In Ace Pest Control, Inc. v. Industrial Comm'n (1965), 32 Ill. 2d 386, 205 N.E.2d 453, the claimant stopped his truck to help assist a stranded motorist near dusk on a day when the temperature was below freezing. This "good samaritan" act was deemed foreseeable. As a result, the resultant injury was found to arise out of and in the course of employment.
Given the location of the place of employment, it was foreseeable that claimant would help rescue someone who was in the lake. The Commission's finding that the accident arose out of and in the course of claimant's employment is not against the manifest weight of the evidence.
"The rule here stated *** does not go so far as to say that every rescue of a stranger by an employee is covered; it refers to a rescue the necessity for making which is thrown in claimant's path by the conditions of his employment. When claimant is a flagman at a dangerous crossing, or a worker in an area where construction and excavation are in progress, or a truck driver who is certain to encounter collisions along the highway, it is easy to see the connection between the work and the contact with the emergency." (lA A. Larson, Workmen's Compensation § 28.22, at 5-458 (1994).)

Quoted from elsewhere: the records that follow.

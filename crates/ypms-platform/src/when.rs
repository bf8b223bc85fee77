//! The `when` clause gating a guide step to a host OS/arch (`spec.md` §3, §4.4).

use serde::Deserialize;

use crate::probe::{normalize_arch, normalize_os};

/// A step's optional platform gate. `os`/`arch`, when present and
/// non-empty, must contain the host's normalized tag for the step to run;
/// absent or empty means unconstrained on that axis (`spec.md` §8:
/// `when.os=[]` with `when.arch` present means "no OS constraint, but arch
/// still constrains"). See [`When::matches`] for the exact rule.
#[derive(Debug, Clone, Default, Deserialize)]
pub struct When {
    /// Candidate OS tags, compared case-insensitively.
    #[serde(default)]
    pub os: Option<Vec<String>>,
    /// Candidate arch tags, compared case-insensitively (aliases normalized
    /// the same way as the host tag).
    #[serde(default)]
    pub arch: Option<Vec<String>>,
}

impl When {
    /// `spec.md` §8 boundary behavior, read literally: `when` absent
    /// matches unconditionally. When present, each axis (`os`, `arch`) that
    /// is itself `Some` and **non-empty** constrains the step to containing
    /// the host tag; `None` (the field was omitted) leaves that axis
    /// unconstrained. An explicit empty list is treated the same as absent
    /// for that axis — an empty constraint list carries no restricting
    /// information, matching the reference implementation's `dict.get(key,
    /// [])` style defaults where an empty list is simply "nothing declared".
    #[must_use]
    pub fn matches(&self, host_os: &str, host_arch: &str) -> bool {
        let os_ok = match &self.os {
            Some(list) if !list.is_empty() => list
                .iter()
                .any(|o| normalize_os(o) == normalize_os(host_os)),
            _ => true,
        };
        let arch_ok = match &self.arch {
            Some(list) if !list.is_empty() => list
                .iter()
                .any(|a| normalize_arch(a) == normalize_arch(host_arch)),
            _ => true,
        };
        os_ok && arch_ok
    }
}

#[cfg(test)]
mod tests {
    use super::*;

    #[test]
    fn absent_when_matches_everything() {
        let w = When::default();
        assert!(w.matches("linux", "x86_64"));
        assert!(w.matches("windows", "arm64"));
    }

    #[test]
    fn os_list_constrains() {
        let w = When {
            os: Some(vec!["linux".into()]),
            arch: None,
        };
        assert!(w.matches("Linux", "x86_64"));
        assert!(!w.matches("darwin", "x86_64"));
    }

    #[test]
    fn empty_os_list_with_arch_present_is_os_unconstrained() {
        let w = When {
            os: Some(vec![]),
            arch: Some(vec!["arm64".into()]),
        };
        assert!(w.matches("windows", "aarch64"));
        assert!(!w.matches("windows", "x86_64"));
    }

    #[test]
    fn arch_aliases_are_normalized_before_comparison() {
        let w = When {
            os: None,
            arch: Some(vec!["amd64".into()]),
        };
        assert!(w.matches("linux", "x86_64"));
    }

    #[test]
    fn comparison_is_case_insensitive() {
        let w = When {
            os: Some(vec!["LINUX".into()]),
            arch: None,
        };
        assert!(w.matches("linux", "x86_64"));
    }
}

It was claimant's employment which brought him where he was and, in a general sense, caused him to be confronted with the emergency situation he sought to meet. (1A A. Larson, Workmen's Compensation § 28.22, at 5-455 (1994).) In sudden emergency situations, the rationale is employed that it is foreseeable by the employer that the employee, when faced with an emergency situation, would assist.
The order of the circuit court of Cook County confirming the Commission's decision is affirmed.
RAKOWSKI, COLWELL, HOLDRIDGE, and RARICK, JJ., concur.